One thing is for sure: we are left a society yearning for the community and the moral order that once characterized our small towns, but at present without material or economic incentive to go back to living in such communities – if there even were a plausible way for large numbers of people to do so. Still less clear is how we could return to the social and sexual mores of a half-century ago. Can a people collectively and voluntarily give up social freedoms for the greater good? I have no idea how this can happen, though it will have to happen if our civilization is to survive.
A couple of years ago I learned of the song “Roots,” from the Show of Hands album Witness, on the Oz Conservative blog. The title track of that album is another one that can be well appreciated by traditionalists and conservatives. It describes a small village of people who have left the modern world to live in the countryside, farming and living a life of prayer looking forward to the coming Messiah. The song was apparently inspired by the artists’ visit to a religious commune.

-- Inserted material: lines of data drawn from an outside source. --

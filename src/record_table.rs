/*!
 * Per-variant record table.
 *
 * A `RecordTable` holds the entries of one variant of one content package in
 * raw-file order. Its lifecycle within a run is:
 *
 * 1. `load` seeds entries with key and source text from the raw CSV
 * 2. `load_memory` fills the reuse cache from the persisted memory file
 * 3. the coordinator may `copy_translation` from sibling variants
 * 4. `translate_pass` reuses, keeps copies, or calls the translator
 * 5. `save_memory` and `save_result` persist everything, failures included
 *
 * An export skips the backend entirely: `restore` rebuilds the entries from
 * the memory file and `save_result` writes them out.
 */

use std::collections::{BTreeMap, BTreeSet, HashMap};
use std::fmt;
use std::ops::AddAssign;
use std::path::{Path, PathBuf};
use std::str::FromStr;

use chrono::{DateTime, Utc};
use log::{debug, error, info, warn};

use crate::errors::RecordError;
use crate::file_utils::FileManager;
use crate::translation::client::Translator;
use crate::translation::context::{AuxiliaryContext, ContextRecord, VariantSnapshot};
use crate::translation::memory;
use crate::translation::reuse::{self, ReuseDecision};

/// Header row of raw and output files
pub const CSV_HEADER: [&str; 3] = ["ID", "Text", "Comment"];

/// Comment column value of output rows
pub const OUTPUT_PLACEHOLDER: &str = "-";

const UTF8_BOM: char = '\u{feff}';
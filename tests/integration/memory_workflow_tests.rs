/*!
 * Integration tests for behavior across consecutive runs over the same memory
 */

use anyhow::Result;
use std::fs;
use std::path::{Path, PathBuf};
use transmem::providers::mock::MockProvider;
use transmem::record_table::{EntryStatus, RecordTable};
use transmem::translation::client::TranslationClient;
use transmem::translation::context::AuxiliaryContext;
use crate::common;

const LANGUAGES: [&str; 2] = ["zh", "ja"];

/// One run of a single-variant table: load, memory, translate, save
async fn run_once(
    raw: &Path,
    memory: &Path,
    output: &Path,
    client: &TranslationClient,
) -> Result<(RecordTable, Vec<PathBuf>)> {
    let mut table = RecordTable::new("42", "Test Mod", common::languages(&LANGUAGES));
    table.load(raw)?;
    table.load_memory(memory)?;
    table.translate_pass(client, &AuxiliaryContext::empty()).await;
    table.save_memory(memory)?;
    let written = table.save_result(output)?;
    Ok((table, written))
}

/// Rerunning over translated memory with a failing backend changes nothing
#[tokio::test]
async fn test_rerun_withUnchangedRaw_shouldBeIdempotent() -> Result<()> {
    common::init_logging();
    let temp_dir = common::create_temp_dir()?;
    let raw = common::create_raw_file(
        temp_dir.path(),
        "en.csv",
        &[("a", "Alpha text"), ("b", "Beta, \"quoted\""), ("c", "Multi\nline")],
    )?;
    let memory = temp_dir.path().join("data/42_default.toml");

    let working = MockProvider::working();
    let (_, first) = run_once(&raw, &memory, &temp_dir.path().join("out1"), &common::mock_client(&working)).await?;
    let memory_after_first = fs::read_to_string(&memory)?;

    let failing = MockProvider::failing(500);
    let (_, second) = run_once(&raw, &memory, &temp_dir.path().join("out2"), &common::mock_client(&failing)).await?;

    assert_eq!(failing.call_count(), 0);
    for (a, b) in first.iter().zip(&second) {
        assert_eq!(fs::read(a)?, fs::read(b)?);
    }
    assert_eq!(fs::read_to_string(&memory)?, memory_after_first);
    Ok(())
}

/// NBSP differences do not count as a change
#[tokio::test]
async fn test_reuse_withNbspOnlyChange_shouldNotCallBackend() -> Result<()> {
    let temp_dir = common::create_temp_dir()?;
    let memory = temp_dir.path().join("42_default.toml");
    common::create_test_file(
        temp_dir.path(),
        "42_default.toml",
        "[greet]\nraw = \"Hello world\"\nzh = \"你好世界\"\nja = \"こんにちは世界\"\n",
    )?;
    let raw = common::create_raw_file(temp_dir.path(), "en.csv", &[("greet", "Hello\u{a0}world")])?;

    let provider = MockProvider::working();
    let (table, _) = run_once(&raw, &memory, &temp_dir.path().join("out"), &common::mock_client(&provider)).await?;

    assert_eq!(provider.call_count(), 0);
    let entry = table.get("greet").unwrap();
    assert_eq!(entry.translations["zh"], "你好世界");
    assert_eq!(entry.translations["ja"], "こんにちは世界");
    assert_eq!(entry.status, EntryStatus::Translated);
    Ok(())
}

/// A changed source text is sent again for every target language
#[tokio::test]
async fn test_changedRaw_shouldTriggerRetranslation() -> Result<()> {
    let temp_dir = common::create_temp_dir()?;
    let memory = temp_dir.path().join("42_default.toml");
    let out = temp_dir.path().join("out");

    let raw = common::create_raw_file(temp_dir.path(), "en.csv", &[("a", "Alpha text"), ("b", "Beta text")])?;
    let provider = MockProvider::working();
    run_once(&raw, &memory, &out, &common::mock_client(&provider)).await?;
    assert_eq!(provider.call_count(), 4);

    common::create_raw_file(temp_dir.path(), "en.csv", &[("a", "Alpha text"), ("b", "Beta text, revised")])?;
    let provider = MockProvider::working();
    let (table, _) = run_once(&raw, &memory, &out, &common::mock_client(&provider)).await?;

    let requests = provider.requests();
    assert_eq!(requests.len(), LANGUAGES.len());
    assert!(requests.iter().all(|r| r.text == "Beta text, revised"));
    assert_eq!(table.get("b").unwrap().translations["zh"], "[zh] Beta text, revised");
    Ok(())
}

/// Only the languages that failed are requested again on the next run
#[tokio::test]
async fn test_failedLanguage_shouldBeRetriedNextRun() -> Result<()> {
    let temp_dir = common::create_temp_dir()?;
    let memory = temp_dir.path().join("42_default.toml");
    let out = temp_dir.path().join("out");
    let raw = common::create_raw_file(temp_dir.path(), "en.csv", &[("a", "Alpha text")])?;

    // Previous run: zh translated, ja fell back to the source text
    common::create_test_file(
        temp_dir.path(),
        "42_default.toml",
        "[a]\nraw = \"Alpha text\"\nja = \"Alpha text\"\nzh = \"阿尔法\"\nstatus = \"failed\"\nfailed = [\"ja\"]\n",
    )?;

    let provider = MockProvider::working();
    let (table, written) = run_once(&raw, &memory, &out, &common::mock_client(&provider)).await?;

    let requests = provider.requests();
    assert_eq!(requests.len(), 1);
    assert_eq!(requests[0].target_language, "ja");
    let entry = table.get("a").unwrap();
    assert_eq!(entry.translations["zh"], "阿尔法");
    assert_eq!(entry.translations["ja"], "[ja] Alpha text");
    assert_eq!(entry.status, EntryStatus::Translated);

    let rows = common::read_output(&written[0])?;
    assert_eq!(rows, vec![("a".to_string(), "阿尔法".to_string(), "-".to_string())]);
    Ok(())
}

/// Output keeps every key under persistent failure
#[tokio::test]
async fn test_output_underPersistentFailure_shouldListEveryKey() -> Result<()> {
    let temp_dir = common::create_temp_dir()?;
    let rows = [("a", "Alpha text"), ("b", "Beta text"), ("c", "Gamma text")];
    let raw = common::create_raw_file(temp_dir.path(), "en.csv", &rows)?;

    let provider = MockProvider::failing(500);
    let (table, written) = run_once(
        &raw,
        &temp_dir.path().join("42_default.toml"),
        &temp_dir.path().join("out"),
        &common::mock_client(&provider),
    )
    .await?;

    assert_eq!(table.stats().failed, 3);
    assert_eq!(written.len(), LANGUAGES.len());
    for path in &written {
        let output = common::read_output(path)?;
        let expected: Vec<(String, String, String)> = rows
            .iter()
            .map(|(k, v)| (k.to_string(), v.to_string(), "-".to_string()))
            .collect();
        assert_eq!(output, expected);
    }
    Ok(())
}
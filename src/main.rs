// Module-specific lints configuration
#![allow(clippy::uninlined_format_args)]

use anyhow::Result;
use clap::{Args, CommandFactory, Parser, Subcommand, ValueEnum};
use clap_complete::{generate, Shell};
use log::{error, info, Level, LevelFilter, Log, Metadata, Record, SetLoggerError};
use std::io::Write;
use std::path::PathBuf;

use transmem::app_config::{self, Config, TranslatorProvider};
use transmem::app_controller::{Controller, Exporter};

/// CLI Wrapper for TranslatorProvider to implement ValueEnum
#[derive(Debug, Clone, ValueEnum)]
enum CliTranslatorProvider {
    Llm,
    Plain,
}

impl From<CliTranslatorProvider> for TranslatorProvider {
    fn from(cli_provider: CliTranslatorProvider) -> Self {
        match cli_provider {
            CliTranslatorProvider::Llm => TranslatorProvider::Llm,
            CliTranslatorProvider::Plain => TranslatorProvider::Plain,
        }
    }
}

/// CLI Wrapper for LogLevel to implement ValueEnum
#[derive(Debug, Clone, ValueEnum)]
enum CliLogLevel {
    Error,
    Warn,
    Info,
    Debug,
    Trace,
}

impl From<CliLogLevel> for app_config::LogLevel {
    fn from(cli_level: CliLogLevel) -> Self {
        match cli_level {
            CliLogLevel::Error => app_config::LogLevel::Error,
            CliLogLevel::Warn => app_config::LogLevel::Warn,
            CliLogLevel::Info => app_config::LogLevel::Info,
            CliLogLevel::Debug => app_config::LogLevel::Debug,
            CliLogLevel::Trace => app_config::LogLevel::Trace,
        }
    }
}

#[derive(Subcommand, Debug)]
enum Commands {
    /// Synchronize translations of the configured packages (default command)
    Run(RunArgs),

    /// Rebuild output files from the translation memory, without any backend call
    Export(ExportArgs),

    /// Generate shell completions for transmem
    Completions {
        /// Shell to generate completions for
        #[arg(value_enum)]
        shell: Shell,
    },
}

#[derive(Args, Debug, Clone)]
struct RunArgs {
    /// Configuration file path
    #[arg(short, long, default_value = "conf.json")]
    config_path: PathBuf,

    /// Translation backend to use
    #[arg(short, long, value_enum)]
    provider: Option<CliTranslatorProvider>,

    /// Model name for the LLM backend
    #[arg(short, long)]
    model: Option<String>,

    /// Set logging level
    #[arg(short, long, value_enum)]
    log_level: Option<CliLogLevel>,

    /// Only process these package ids (repeatable)
    #[arg(long = "package", value_name = "ID")]
    packages: Vec<String>,
}

#[derive(Args, Debug, Clone)]
struct ExportArgs {
    /// Configuration file path
    #[arg(short, long, default_value = "conf.json")]
    config_path: PathBuf,

    /// Set logging level
    #[arg(short, long, value_enum)]
    log_level: Option<CliLogLevel>,

    /// Only export these package ids (repeatable)
    #[arg(long = "package", value_name = "ID")]
    packages: Vec<String>,
}

/// transmem - translation memory for multi-version content packages
///
/// Keeps localized text of content packages in sync with their source text,
/// reusing remembered translations and only calling the backend for new or
/// changed entries.
#[derive(Parser, Debug)]
#[command(name = "transmem")]
#[command(version)]
#[command(about = "Incremental translation memory for multi-version content packages")]
#[command(long_about = "transmem reads the raw localization file of every configured package,
reuses translations from its memory, copies identical entries between versions
and only sends new or changed text to the translation backend.

EXAMPLES:
    transmem                                   # Process every package in conf.json
    transmem run -c other.json                 # Use another configuration file
    transmem -p llm -m gpt-4o-mini             # Override backend and model
    transmem --package 2009463077              # Process a single package
    transmem export                            # Rebuild outputs from memory only
    transmem completions bash > transmem.bash  # Generate bash completions

CONFIGURATION:
    Configuration is stored in conf.json by default. If the file doesn't exist,
    a default one is created automatically.")]
struct CommandLineOptions {
    #[command(subcommand)]
    command: Option<Commands>,

    #[command(flatten)]
    run: RunArgs,
}

// @struct: Custom logger implementation
struct CustomLogger {
    level: LevelFilter,
}

impl CustomLogger {
    // @creates: New logger with specified level
    fn new(level: LevelFilter) -> Self {
        CustomLogger { level }
    }

    // @initializes: Global logger
    fn init(level: LevelFilter) -> Result<(), SetLoggerError> {
        log::set_boxed_logger(Box::new(CustomLogger::new(level)))?;
        log::set_max_level(level);
        Ok(())
    }

    // @returns: Tag and ANSI color for log level
    fn style_for_level(level: Level) -> (&'static str, &'static str) {
        match level {
            Level::Error => ("ERROR", "\x1B[1;31m"),
            Level::Warn => ("WARN ", "\x1B[1;33m"),
            Level::Info => ("INFO ", "\x1B[1;32m"),
            Level::Debug => ("DEBUG", "\x1B[1;36m"),
            Level::Trace => ("TRACE", "\x1B[1;35m"),
        }
    }
}

impl Log for CustomLogger {
    fn enabled(&self, metadata: &Metadata) -> bool {
        metadata.level() <= self.level
    }

    fn log(&self, record: &Record) {
        if self.enabled(record.metadata()) {
            let now = chrono::Local::now().format("%H:%M:%S.%3f");
            let (tag, color) = Self::style_for_level(record.level());
            let _ = writeln!(
                std::io::stderr(),
                "{}{} {} [{}] {}\x1B[0m",
                color,
                now,
                tag,
                record.target(),
                record.args()
            );
        }
    }

    fn flush(&self) {
        let _ = std::io::stderr().flush();
    }
}

#[tokio::main]
async fn main() -> Result<()> {
    // Trace is the ceiling; the effective level is set after the config is read
    CustomLogger::init(LevelFilter::Trace)?;
    log::set_max_level(LevelFilter::Info);

    let cli = CommandLineOptions::parse();

    match cli.command {
        Some(Commands::Completions { shell }) => {
            let mut cmd = CommandLineOptions::command();
            generate(shell, &mut cmd, "transmem", &mut std::io::stdout());
            Ok(())
        }
        Some(Commands::Run(args)) => run(args).await,
        Some(Commands::Export(args)) => export(args),
        None => run(cli.run).await,
    }
}

async fn run(options: RunArgs) -> Result<()> {
    if let Some(level) = &options.log_level {
        let level: app_config::LogLevel = level.clone().into();
        log::set_max_level(level.to_level_filter());
    }

    let mut config = Config::load_or_create(&options.config_path)?;

    // Override config with CLI options if provided
    if let Some(provider) = &options.provider {
        config.translator.provider = provider.clone().into();
    }
    if let Some(model) = &options.model {
        config.translator.llm.model = model.clone();
    }
    if let Some(level) = &options.log_level {
        config.log_level = level.clone().into();
    }

    log::set_max_level(config.log_level.to_level_filter());

    let controller = match Controller::with_config(config) {
        Ok(controller) => controller,
        Err(e) => {
            error!("{:#}", e);
            return Err(e);
        }
    };

    let summary = controller.run(&options.packages).await?;
    info!("Total cost: {:.6}", summary.cost);
    Ok(())
}

fn export(options: ExportArgs) -> Result<()> {
    let mut config = Config::load_or_create(&options.config_path)?;
    if let Some(level) = &options.log_level {
        config.log_level = level.clone().into();
    }
    log::set_max_level(config.log_level.to_level_filter());

    let exporter = match Exporter::with_config(config) {
        Ok(exporter) => exporter,
        Err(e) => {
            error!("{:#}", e);
            return Err(e);
        }
    };

    exporter.run(&options.packages)?;
    Ok(())
}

We’ve got land, we grow food
We bake bread, and fell wood
Spring lambs in the fields
Sweet water in our hills
And at sunrise each day
We connect, we pray
We’ve got faith to spare
We bond, we share
So, sit down, stop running
He’s near, he’s coming….
The song is a fantasy, of course – I might even call it a liberal fantasy, for a life of subsistence farming is a life of hard toil, and the community desired could only be achieved by giving up much personal freedom and choice and mobility. As for the faith – can it be regained in any way other than hardship and suffering? Yet I admit it is also my fantasy, or dream, not so much to live in the countryside but to live in a true Western civilization and in a nation where my family and I are part of a greater whole.
It is becoming increasingly evident, in any case, that apart from a few areas like medicine, technical progress and improved communication and information technology are no longer improving our quality of life. Getting back to my hometown: in the 1950s one had to drive about an hour to shop in the nearest city; when I was growing up there was a mall a half-hour away. Now there is one of those ubiquitous strip malls with all the shopping one could ever hope for (I’m partial to the Barnes and Noble), about 20 minutes away. Ugly as sin, but unquestionably convenient. Yet…I recently learned another such mall is going up in the same region. We don’t need it! For those already there it only means more crowding, less green. It is obviously for the anticipated growing population, fueled by mass immigration, that the managing class of this country has signed on to. The sprawl closes in – and there are signs that urban crime is reaching the area too.
Is there a silver lining to all this loss? I believe that there is, but it is found in the bittersweet truth that only great loss will teach us the true value of our civilization, so we can begin fighting for our families, our towns, our nations again. I pray that the realization comes sooner rather than later, with as little loss as possible.
Richard Davies, Main Street Blues: The Decline of Small-Town America, Columbus, OH: Ohio State University Press, 1998.